Sandoz cites National-Standard Company v. Adamkus, 685 F. Supp. 1040 (N.D. Ill. 1988), for the proposition that the Agency's corrective action authority does not extend to non-SWMUS. Adamkus does contain dicta to the effect that Section 3004(u) does not extend to non-SWMUs. Id. at 1050. Because the Region is not relying on §3004(u) as authority for requiring investigations of the UST sites, however, Adamkus is inapposite.

(Region's Response to Comments, at 1-2, Exhibit B in Appendix supporting Petition for Review.) In view of the Region's reference to the omnibus provision, the designation of the UST sites as “Areas of Concern" could arguably be viewed as the Region's shorthand method of indicating that at least a preliminary investigation of those areas is necessary to protect human health and the environment.

It is not enough, however, for the Region to simply make a finding that a corrective action measure is necessary to protect human health and the environment. To justify an exercise of its omnibus authority, the finding must have a sufficient factual basis in the record. In this regard, we find the Region's response to comments to be inconsistent with the permit. Sandoz has described the steps it has taken under State supervision to remedy releases from the USTS at issue here, and the Region has not disputed Sandoz' account. When Sandoz raised those State-supervised remediation efforts during the comment period, the Region, in its response to comments, stated that such efforts "will be accepted." (Region's Response to Comments, at 2 and 7, Exhibit B of Appendix supporting Petition for Review.) The federal portion of the permit nonetheless requires Sandoz to investigate these units as part of the RFI. To correct this inconsistency, we are remanding this issue to the Region so that the Region may supplement its response to comments on the draft permit. On remand, the Region should provide a properly supported finding that the required UST site investigations are necessary to protect human health and the environment, and specifically address why the remedial steps already taken by Sandoz are insufficient. Alternatively, the Region may determine that Sandoz' past remedial efforts are adequate to protect human health and the environment for some or all of the units at issue and adjust the permit accordingly.

C. Action Levels

Under the permit, action levels will be used to trigger a Corrective Measures Study (CMS), but these levels will not be incorporated into the final permit until after Sandoz completes the RFI. Sandoz believes that the action levels should be set in the final permit before it is required to perform the RFI. Sandoz argues that the absence of specific, numerical action levels in the final permit impedes performance of the RFI.

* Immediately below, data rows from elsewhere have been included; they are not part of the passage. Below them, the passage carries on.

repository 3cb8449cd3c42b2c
//! Coin ledger logic.
//!
//! This module implements the pure part of the ledger:
//! - Error taxonomy shared by every layer
//! - Request, snapshot, and plan types
//! - Fail-fast validation rules
//! - Non-negative balance arithmetic
//! - Ledger service that turns locked snapshots into transfer plans

pub mod balance;
pub mod error;
pub mod service;
pub mod types;
pub mod validation;

#[cfg(test)]
mod service_props;

pub use balance::{apply_delta, total_supply};
pub use error::{ErrorClass, LedgerError};
pub use service::LedgerService;
pub use types::{
    AccountSnapshot, RedemptionPlan, RedemptionRequest, TransferPlan, TransferRecord,
    TransferRequest,
};
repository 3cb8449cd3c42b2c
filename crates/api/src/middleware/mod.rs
//! Request middleware.

pub mod auth;
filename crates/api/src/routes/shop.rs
//! Merch purchase route.

use axum::{
    Router,
    extract::{Path, State},
    http::StatusCode,
    routing::get,
};

use crate::AppState;
use crate::error::ApiResult;
use crate::middleware::auth::AuthUser;
use merchcoin_core::ledger::RedemptionRequest;

/// Creates the shop router. Both GET and POST buy an item.
pub fn routes() -> Router<AppState> {
    Router::new().route("/buy/{item}", get(buy).post(buy))
}

/// GET|POST /api/buy/{item} - Spend coins on a catalog item.
async fn buy(
    State(state): State<AppState>,
    user: AuthUser,
    Path(item): Path<String>,
) -> ApiResult<StatusCode> {
    state
        .ledger
        .redeem(RedemptionRequest::new(user.username(), item))
        .await?;

    Ok(StatusCode::NO_CONTENT)
}
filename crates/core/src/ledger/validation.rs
//! Business rule validation for ledger operations.
//!
//! Each check is a separate function so the service can run them in the
//! fixed fail-fast order: amount, parties, recipient, funds.

use super::error::LedgerError;

/// Rejects zero and negative amounts.
///
/// # Errors
///
/// Returns `LedgerError::InvalidAmount` if `amount <= 0`.
pub const fn validate_amount(amount: i64) -> Result<(), LedgerError> {
    if amount <= 0 {
        return Err(LedgerError::InvalidAmount(amount));
    }
    Ok(())
}

/// Rejects transfers where sender and receiver are the same employee.
///
/// # Errors
///
/// Returns `LedgerError::SelfTransfer` if both names are equal.
pub fn validate_parties(sender: &str, receiver: &str) -> Result<(), LedgerError> {
    if sender == receiver {
        return Err(LedgerError::SelfTransfer);
    }
    Ok(())
}

/// Checks that `balance` covers `amount`.
///
/// # Errors
///
/// Returns `LedgerError::InsufficientFunds` if `balance < amount`.
pub fn ensure_sufficient_funds(
    username: &str,
    balance: i64,
    amount: i64,
) -> Result<(), LedgerError> {
    if balance < amount {
        return Err(LedgerError::InsufficientFunds {
            username: username.to_string(),
            balance,
            requested: amount,
        });
    }
    Ok(())
}

#[cfg(test)]
mod tests {
    use super::*;
    use rstest::rstest;

    #[rstest]
    #[case(0)]
    #[case(-1)]
    #[case(i64::MIN)]
    fn test_non_positive_amount_rejected(#[case] amount: i64) {
        assert_eq!(
            validate_amount(amount),
            Err(LedgerError::InvalidAmount(amount))
        );
    }

    #[rstest]
    #[case(1)]
    #[case(1000)]
    #[case(i64::MAX)]
    fn test_positive_amount_accepted(#[case] amount: i64) {
        assert!(validate_amount(amount).is_ok());
    }

    #[test]
    fn test_self_transfer_rejected() {
        assert_eq!(
            validate_parties("alice", "alice"),
            Err(LedgerError::SelfTransfer)
        );
        assert!(validate_parties("alice", "bob").is_ok());
    }

    #[test]
    fn test_usernames_are_case_sensitive() {
        assert!(validate_parties("alice", "Alice").is_ok());
    }

    #[rstest]
    #[case(1000, 1000, true)]
    #[case(1000, 999, true)]
    #[case(1000, 1001, false)]
    #[case(0, 1, false)]
    fn test_sufficient_funds(#[case] balance: i64, #[case] amount: i64, #[case] ok: bool) {
        assert_eq!(ensure_sufficient_funds("alice", balance, amount).is_ok(), ok);
    }
}
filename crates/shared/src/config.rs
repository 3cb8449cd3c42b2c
//! Application configuration management.

use std::time::Duration;

use serde::Deserialize;

/// Application configuration.
#[derive(Debug, Clone, Deserialize)]
pub struct AppConfig {
    /// Server configuration.
    #[serde(default)]
    pub server: ServerConfig,
    /// Database configuration.
    pub database: DatabaseConfig,
    /// JWT configuration.
    pub jwt: JwtConfig,
    /// Ledger tuning.
    #[serde(default)]
    pub ledger: LedgerConfig,
}

/// Server configuration.
#[derive(Debug, Clone, Deserialize)]
pub struct ServerConfig {
    /// Host to bind to.
    #[serde(default = "default_host")]
    pub host: String,
    /// Port to listen on.
    #[serde(default = "default_port")]
    pub port: u16,
}

impl Default for ServerConfig {
    fn default() -> Self {
        Self {
            host: default_host(),
            port: default_port(),
        }
    }
}

fn default_host() -> String {
    "0.0.0.0".to_string()
}

fn default_port() -> u16 {
    8080
}

/// Database configuration.
#[derive(Debug, Clone, Deserialize)]
pub struct DatabaseConfig {
    /// Database connection URL.
    pub url: String,
    /// Maximum number of connections in the pool.
    #[serde(default = "default_max_connections")]
    pub max_connections: u32,
    /// Minimum number of connections in the pool.
    #[serde(default = "default_min_connections")]
    pub min_connections: u32,
    /// How long a request may wait for a pooled connection.
    #[serde(default = "default_acquire_timeout")]
    pub acquire_timeout_secs: u64,
}

fn default_max_connections() -> u32 {
    20
}

fn default_min_connections() -> u32 {
    1
}

fn default_acquire_timeout() -> u64 {
    5
}

/// JWT configuration.
#[derive(Debug, Clone, Deserialize)]
pub struct JwtConfig {
    /// Secret key for signing tokens.
    pub secret: String,
    /// Access token expiration in seconds.
    #[serde(default = "default_access_token_expiry")]
    pub access_token_expiry_secs: u64,
}

fn default_access_token_expiry() -> u64 {
    43_200 // 12 hours
}

/// Ledger configuration.
#[derive(Debug, Clone, Deserialize)]
pub struct LedgerConfig {
    /// Coins granted to an employee on first authentication.
    #[serde(default = "default_starting_balance")]
    pub starting_balance: i64,
    /// Upper bound on waiting for a contended account row.
    #[serde(default = "default_lock_timeout_ms")]
    pub lock_timeout_ms: u64,
    /// Deadline for a whole unit of work, lock waits included.
    #[serde(default = "default_request_timeout_ms")]
    pub request_timeout_ms: u64,
}

impl Default for LedgerConfig {
    fn default() -> Self {
        Self {
            starting_balance: default_starting_balance(),
            lock_timeout_ms: default_lock_timeout_ms(),
            request_timeout_ms: default_request_timeout_ms(),
        }
    }
}

impl LedgerConfig {
    /// Lock wait bound as a `Duration`.
    #[must_use]
    pub const fn lock_timeout(&self) -> Duration {
        Duration::from_millis(self.lock_timeout_ms)
    }

    /// Unit-of-work deadline as a `Duration`.
    #[must_use]
    pub const fn request_timeout(&self) -> Duration {
        Duration::from_millis(self.request_timeout_ms)
    }
}

fn default_starting_balance() -> i64 {
    1000
}

fn default_lock_timeout_ms() -> u64 {
    2000
}

fn default_request_timeout_ms() -> u64 {
    5000
}

impl AppConfig {
    /// Loads configuration from environment and config files.
    ///
    /// Sources, later ones winning: `config/default`, `config/{RUN_MODE}`,
    /// then `MERCHCOIN__SECTION__KEY` environment variables.
    ///
    /// # Errors
    ///
    /// Returns an error if configuration cannot be loaded.
    pub fn load() -> Result<Self, config::ConfigError> {
        let run_mode = std::env::var("RUN_MODE").unwrap_or_else(|_| "development".to_string());

        let config = config::Config::builder()
            .add_source(config::File::with_name("config/default").required(false))
            .add_source(config::File::with_name(&format!("config/{run_mode}")).required(false))
            .add_source(config::Environment::with_prefix("MERCHCOIN").separator("__"))
            .build()?;

        config.try_deserialize()
    }
}
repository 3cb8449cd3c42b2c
//! Authentication route: login, registering the employee on first use.

use axum::{
    Json, Router,
    extract::{State, rejection::JsonRejection},
    routing::post,
};
use tracing::{error, info};

use crate::AppState;
use crate::error::{ApiError, ApiResult};
use merchcoin_core::auth::{hash_password, validate_credentials, verify_password};
use merchcoin_db::{EmployeeRepository, Registration};
use merchcoin_shared::{AppError, AuthRequest, AuthResponse};

/// Creates the auth router.
pub fn routes() -> Router<AppState> {
    Router::new().route("/auth", post(authenticate))
}

/// POST /api/auth - Verify credentials, or register, and return a token.
///
/// An unknown username is registered with the configured starting balance.
/// A wrong password for a known username is a conflict (409), not a 401.
async fn authenticate(
    State(state): State<AppState>,
    payload: Result<Json<AuthRequest>, JsonRejection>,
) -> ApiResult<Json<AuthResponse>> {
    let Json(payload) = payload?;
    validate_credentials(&payload.username, &payload.password)
        .map_err(|e| AppError::Validation(e.to_string()))?;

    let repo = EmployeeRepository::new((*state.db).clone());

    let existing = repo.find_by_username(&payload.username).await.map_err(|e| {
        error!(error = %e, "Database error during authentication");
        AppError::Database(e.to_string())
    })?;

    let stored_hash = match existing {
        Some(employee) => employee.password_hash,
        None => {
            let hash = hash_password(&payload.password)
                .map_err(|e| AppError::Internal(e.to_string()))?;
            let registration = repo
                .register_if_absent(&payload.username, &hash, state.ledger_config.starting_balance)
                .await
                .map_err(|e| {
                    error!(error = %e, "Failed to register employee");
                    AppError::Database(e.to_string())
                })?;

            match registration {
                Registration::Created(employee) => {
                    info!(
                        username = %employee.username,
                        balance = employee.balance,
                        "Employee registered"
                    );
                    return issue_token(&state, &employee.username);
                }
                // Lost a first-login race; the winner's password decides.
                Registration::Existing(employee) => employee.password_hash,
            }
        }
    };

    let verified = verify_password(&payload.password, &stored_hash)
        .map_err(|e| AppError::Internal(e.to_string()))?;
    if !verified {
        info!(username = %payload.username, "Failed login attempt - invalid password");
        return Err(
            AppError::Conflict("authentication failed: invalid username or password".to_string())
                .into(),
        );
    }

    issue_token(&state, &payload.username)
}

fn issue_token(state: &AppState, username: &str) -> ApiResult<Json<AuthResponse>> {
    let token = state.jwt_service.generate_access_token(username).map_err(|e| {
        error!(error = %e, "Failed to generate access token");
        ApiError::from(AppError::Internal(e.to_string()))
    })?;
    Ok(Json(AuthResponse { token }))
}
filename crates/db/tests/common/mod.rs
//! Shared setup for database integration tests.
//!
//! Most tests run against a fresh in-memory SQLite database. Tests that need
//! real row locks ask for Postgres via `DATABASE_URL` and skip without it.

#![allow(dead_code)]

use std::env;
use std::time::Duration;

use sea_orm::{ConnectOptions, Database, DatabaseConnection};
use sea_orm_migration::MigratorTrait;
use uuid::Uuid;

use merchcoin_db::migration::Migrator;
use merchcoin_db::{EmployeeRepository, LedgerRepository, LedgerSettings};

/// Fresh, migrated in-memory SQLite database.
///
/// The pool holds exactly one connection so every query sees the same
/// in-memory database.
pub async fn setup_sqlite() -> DatabaseConnection {
    let mut options = ConnectOptions::new("sqlite::memory:");
    options
        .max_connections(1)
        .min_connections(1)
        .acquire_timeout(Duration::from_secs(30))
        .sqlx_logging(false);

    let db = Database::connect(options)
        .await
        .expect("Failed to open in-memory SQLite");
    Migrator::up(&db, None).await.expect("Failed to migrate");
    db
}

/// Migrated Postgres database from `DATABASE_URL`, or `None` to skip.
pub async fn setup_postgres() -> Option<DatabaseConnection> {
    let Ok(url) = env::var("DATABASE_URL") else {
        eprintln!("Skipping test - DATABASE_URL not set");
        return None;
    };

    let mut options = ConnectOptions::new(url);
    options.max_connections(20).sqlx_logging(false);

    let db = match Database::connect(options).await {
        Ok(db) => db,
        Err(e) => {
            eprintln!("Skipping test - database not available: {e}");
            return None;
        }
    };
    if let Err(e) = Migrator::up(&db, None).await {
        eprintln!("Skipping test - migration failed: {e}");
        return None;
    }
    Some(db)
}

/// Username that cannot collide with rows from earlier runs.
pub fn unique_name(prefix: &str) -> String {
    format!("{prefix}-{}", Uuid::new_v4().simple())
}

/// Inserts an employee with the given balance.
pub async fn seed_employee(db: &DatabaseConnection, username: &str, balance: i64) {
    EmployeeRepository::new(db.clone())
        .register(username, "not-a-real-hash", balance)
        .await
        .expect("Failed to seed employee");
}

/// Reads a balance, panicking if the employee is missing.
pub async fn balance(db: &DatabaseConnection, username: &str) -> i64 {
    EmployeeRepository::new(db.clone())
        .balance_of(username)
        .await
        .expect("Failed to read balance")
        .expect("Employee should exist")
}

/// Ledger repository with default timing.
pub fn ledger(db: &DatabaseConnection) -> LedgerRepository {
    LedgerRepository::new(db.clone(), LedgerSettings::default())
}

/// Ledger repository with a custom unit-of-work deadline.
pub fn ledger_with_deadline(db: &DatabaseConnection, request_timeout: Duration) -> LedgerRepository {
    LedgerRepository::new(
        db.clone(),
        LedgerSettings {
            lock_timeout: Duration::from_secs(2),
            request_timeout,
        },
    )
}
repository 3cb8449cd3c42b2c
//! API route definitions.

use axum::{Router, middleware};

use crate::{AppState, middleware::auth::auth_middleware};

pub mod auth;
pub mod coins;
pub mod health;
pub mod info;
pub mod shop;

/// Creates the `/api` router.
///
/// `/auth` is public; everything else requires a bearer token.
#[allow(clippy::needless_pass_by_value)]
pub fn api_routes_with_state(state: AppState) -> Router<AppState> {
    let protected_routes = Router::new()
        .merge(coins::routes())
        .merge(shop::routes())
        .merge(info::routes())
        .layer(middleware::from_fn_with_state(
            state.clone(),
            auth_middleware,
        ));

    Router::new().merge(auth::routes()).merge(protected_routes)
}
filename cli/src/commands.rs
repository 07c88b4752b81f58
//! Report printers shared by the subcommands and the interactive menu.

use crate::{ChildKind, Command, PointOp};
use anyhow::{Context, Result};
use bignum::BigInt;
use hdwallet::{address, seed_from_mnemonic, Mnemonic, Xprv, Xpub};
use secp256k1::{AffinePoint, Secp256k1};

pub fn run(command: Command) -> Result<()> {
    match command {
        Command::Master {
            entropy,
            base,
            passphrase,
        } => {
            let entropy = match entropy {
                Some(s) => BigInt::from_str_radix(&s, base)
                    .with_context(|| format!("entropy is not a base-{base} number"))?,
                None => BigInt::from_bytes_be(&hdwallet::random_entropy()?),
            };
            master_report(&entropy, &passphrase)
        }
        Command::Child { kind } => match kind {
            ChildKind::Normal { key, chain, index }
            | ChildKind::Hardened { key, chain, index } => {
                let parent = Xprv::new(parse_hex(&key)?, parse_chain_code(&chain)?);
                child_report(&parent, index, None)
            }
            ChildKind::Public {
                pubkey,
                chain,
                index,
            } => public_child_report(&parse_hex(&pubkey)?, parse_chain_code(&chain)?, index),
        },
        Command::Convert { number, base } => {
            let value = BigInt::from_str_radix(&number, base)
                .with_context(|| format!("not a base-{base} number"))?;
            convert_report(&value, base as i32)
        }
        Command::P2pkh { pubkey } => p2pkh_report(&parse_hex(&pubkey)?),
        Command::Point { op } => match op {
            PointOp::Add { x1, y1, x2, y2 } => point_add_report(
                &point_from_hex(&x1, &y1)?,
                &point_from_hex(&x2, &y2)?,
            ),
            PointOp::Double { x, y } => point_double_report(&point_from_hex(&x, &y)?),
            PointOp::Mul { scalar } => point_mul_report(&parse_hex(&scalar)?),
        },
    }
}

/// Hex (with or without `0x`) to a big integer.
pub fn parse_hex(s: &str) -> Result<BigInt> {
    BigInt::from_str_radix(s, 16).context("not a hex number")
}

/// Hex to a 32-byte chain code.
pub fn parse_chain_code(s: &str) -> Result<[u8; 32]> {
    let n = parse_hex(s)?;
    let mut out = [0u8; 32];
    out.copy_from_slice(&n.to_bytes_be_padded(32));
    Ok(out)
}

fn point_from_hex(x: &str, y: &str) -> Result<AffinePoint> {
    Ok(AffinePoint::new(parse_hex(x)?, parse_hex(y)?))
}

fn hex_str(bytes: &[u8]) -> String {
    format!("0x{}", hex::encode(bytes))
}

/// Entropy → checksum → words → seed → master keys → address.
pub fn master_report(entropy: &BigInt, passphrase: &str) -> Result<()> {
    let mut entropy_bytes = [0u8; 32];
    entropy_bytes.copy_from_slice(&entropy.to_bytes_be_padded(32));
    log::debug!("deriving master keys from 32 bytes of entropy");

    println!("ENTROPY: {}", hex_str(&entropy_bytes));
    if !passphrase.is_empty() {
        println!("PASSPHRASE: {passphrase}");
    }
    println!();

    let mnemonic = Mnemonic::from_entropy(entropy_bytes);
    println!("CHECKSUM: {:#04x}", mnemonic.checksum());
    println!();

    let ids: Vec<String> = mnemonic.word_indices().iter().map(u16::to_string).collect();
    println!("BIP39 IDS: {}", ids.join(", "));
    println!();
    println!("MNEMONIC PHRASE: {}", mnemonic.phrase());
    println!();

    let seed = seed_from_mnemonic(mnemonic.phrase(), passphrase);
    println!("SEED: {}", hex_str(&seed));
    println!();

    let master = Xprv::from_seed(&seed);
    let public_point = master.public_point()?;
    let public_key = public_point.to_compressed();

    println!("MASTER PRIVATE KEY: {}", hex_str(&master.key_bytes()));
    println!("MASTER CHAIN CODE: {}", hex_str(master.chain_code()));
    println!("MASTER PUBLIC KEY COMPRESSED: {}", hex_str(&public_key));
    println!(" x: {:#x}", public_point.x);
    println!(" y: {:#x}", public_point.y);
    println!();

    println!("P2PKH ADDRESS: {}", address::p2pkh_address(&public_key));
    Ok(())
}

/// Parent keys, then the child at `index` (normal or hardened decided by
/// the index range). `entropy` is echoed when the parent was random.
pub fn child_report(parent: &Xprv, index: u32, entropy: Option<&BigInt>) -> Result<()> {
    if let Some(e) = entropy {
        println!("ENTROPY: {:#x}", e);
    }
    let parent_point = parent.public_point()?;
    println!("PARENT PRIVATE KEY: {}", hex_str(&parent.key_bytes()));
    println!("PARENT CHAIN CODE: {}", hex_str(parent.chain_code()));
    println!(
        "PARENT PUBLIC KEY COMPRESSED: {}",
        hex_str(&parent_point.to_compressed())
    );
    println!(" x: {:#x}", parent_point.x);
    println!(" y: {:#x}", parent_point.y);
    println!();
    println!("INDEX: {index}");
    println!();

    let child = parent.derive_child(index)?;
    let child_point = child.public_point()?;
    println!("CHILD PRIVATE KEY: {}", hex_str(&child.key_bytes()));
    println!("CHILD CHAIN CODE: {}", hex_str(child.chain_code()));
    println!(
        "CHILD PUBLIC KEY COMPRESSED: {}",
        hex_str(&child_point.to_compressed())
    );
    println!(" x: {:#x}", child_point.x);
    println!(" y: {:#x}", child_point.y);
    Ok(())
}

/// Public-only derivation: parent point recovered from its compressed
/// form, child point = parent + IL·G.
pub fn public_child_report(pubkey: &BigInt, chain_code: [u8; 32], index: u32) -> Result<()> {
    let compressed = pubkey.to_bytes_be_padded(33);
    let parent = Xpub::from_compressed(&compressed, chain_code)?;

    println!("PARENT CHAIN CODE: {}", hex_str(&chain_code));
    println!("PARENT PUBLIC KEY COMPRESSED: {}", hex_str(&compressed));
    println!(" x: {:#x}", parent.point().x);
    println!(" y: {:#x}", parent.point().y);
    println!();
    println!("INDEX: {index}");
    println!();

    let child = parent.derive_child(index)?;
    println!("CHILD CHAIN CODE: {}", hex_str(child.chain_code()));
    println!("CHILD PUBLIC KEY COMPRESSED: {}", hex_str(&child.compressed()));
    println!(" x: {:#x}", child.point().x);
    println!(" y: {:#x}", child.point().y);
    Ok(())
}

/// The base-converter table: the number in its own base, then every base
/// from 2 to 64.
pub fn convert_report(value: &BigInt, base: i32) -> Result<()> {
    println!("Number: {}", value.to_str_radix(base)?);
    println!("Base: {base}");
    println!();
    println!("Binary: {}", value.to_str_radix(-2)?);
    println!();
    println!("Octal: {}", value.to_str_radix(8)?);
    println!();
    println!("Decimal: {value}");
    println!();
    println!("Hex: {}", value.to_str_radix(16)?);
    println!();
    println!("Bitcoin base 58: {}", value.to_str_radix(58)?);
    println!();
    println!("Bytes: {}", value.to_str_radix(256)?);
    println!();
    for b in 2..=64i32 {
        // Uppercase hex in the sweep, as base 16 already had its line.
        let rendered = match b {
            16 => value.to_str_radix(-16)?,
            _ => value.to_str_radix(b)?,
        };
        println!("Base {b}: {rendered}");
        if b % 10 == 9 {
            println!();
        }
    }
    Ok(())
}

/// HASH160 + version + checksum + Base58.
pub fn p2pkh_report(pubkey: &BigInt) -> Result<()> {
    let compressed = pubkey.to_bytes_be_padded(33);
    println!("PUBLIC KEY (COMPRESSED): {}", hex_str(&compressed));
    println!();
    println!("P2PKH: {}", address::p2pkh_address(&compressed));
    Ok(())
}

pub fn point_add_report(a: &AffinePoint, b: &AffinePoint) -> Result<()> {
    let curve = Secp256k1::new();
    let sum = curve.add(a, b)?;
    println!("POINT 1:");
    println!("x: {:#x}", a.x);
    println!("y: {:#x}", a.y);
    println!();
    println!("POINT 2:");
    println!("x: {:#x}", b.x);
    println!("y: {:#x}", b.y);
    println!();
    println!("POINT 1 + POINT 2:");
    println!("x: {:#x}", sum.x);
    println!("y: {:#x}", sum.y);
    Ok(())
}

pub fn point_double_report(a: &AffinePoint) -> Result<()> {
    let curve = Secp256k1::new();
    let doubled = curve.double(a)?;
    println!("POINT:");
    println!("x: {:#x}", a.x);
    println!("y: {:#x}", a.y);
    println!();
    println!("DOUBLED POINT:");
    println!("x: {:#x}", doubled.x);
    println!("y: {:#x}", doubled.y);
    Ok(())
}

pub fn point_mul_report(scalar: &BigInt) -> Result<()> {
    let curve = Secp256k1::new();
    let reduced;
    let multiplier = if scalar >= &curve.n {
        reduced = scalar.rem_euclid(&curve.n)?;
        println!("MULTIPLIER (MOD SECP256K1 ORDER): {:#x}", reduced);
        &reduced
    } else {
        println!("MULTIPLIER: {:#x}", scalar);
        scalar
    };
    println!();

    let pt = curve.mul_base(multiplier)?;
    println!("SECP256K1 POINT:");
    println!(" x: {:#x}", pt.x);
    println!(" y: {:#x}", pt.y);
    Ok(())
}
//! Line-oriented stdin helpers for the interactive menu.

use std::io::{self, BufRead, Write};

/// Reads one line, stripped of its newline. EOF reads as an empty line.
pub fn read_line() -> String {
    let mut line = String::new();
    if io::stdin().lock().read_line(&mut line).is_err() {
        return String::new();
    }
    line.trim_end_matches(['\n', '\r']).to_string()
}

/// Prompts and reads a string of at most `max_len` characters.
pub fn read_string(prompt: &str, max_len: usize) -> String {
    print!("{prompt}");
    let _ = io::stdout().flush();
    let mut s = read_line();
    s.truncate(max_len);
    s
}

/// Prompts and reads a number: only the first `max_digits` digit
/// characters of the line count, and anything outside [min, max]
/// clamps to `min`.
pub fn read_number(prompt: &str, max_digits: usize, min: u32, max: u32) -> u32 {
    print!("{prompt}");
    let _ = io::stdout().flush();
    let digits: String = read_line()
        .chars()
        .filter(char::is_ascii_digit)
        .take(max_digits)
        .collect();
    let value = digits.parse::<u64>().unwrap_or(0);
    if value < min as u64 || value > max as u64 {
        log::debug!("input {value} outside [{min}, {max}], using {min}");
        min
    } else {
        value as u32
    }
}

/// Clears the terminal.
pub fn clear_screen() {
    print!("\x1b[2J\x1b[1;1H");
    let _ = io::stdout().flush();
}

/// Holds until the user presses Enter.
pub fn pause() {
    print!("press Enter to continue...");
    let _ = io::stdout().flush();
    let _ = read_line();
}

#[cfg(test)]
mod tests {
    #[test]
    fn digit_filtering_matches_clamping_rules() {
        // The clamp logic lives inline with stdin reading; exercise the
        // pure parts it is built from.
        let digits: String = "12a34".chars().filter(char::is_ascii_digit).take(3).collect();
        assert_eq!(digits, "123");
        assert_eq!("".parse::<u64>().unwrap_or(0), 0);
    }
}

In response, the Region states that the RFI only requires the comparison of actual contamination levels to background levels, and that the absence of action levels in the permit does not hamper

Sandoz' ability to make this comparison. The Region argues that it is appropriate to require a permittee to identify contamination based on background levels, leaving it to the Region to then specify the releases that require remediation.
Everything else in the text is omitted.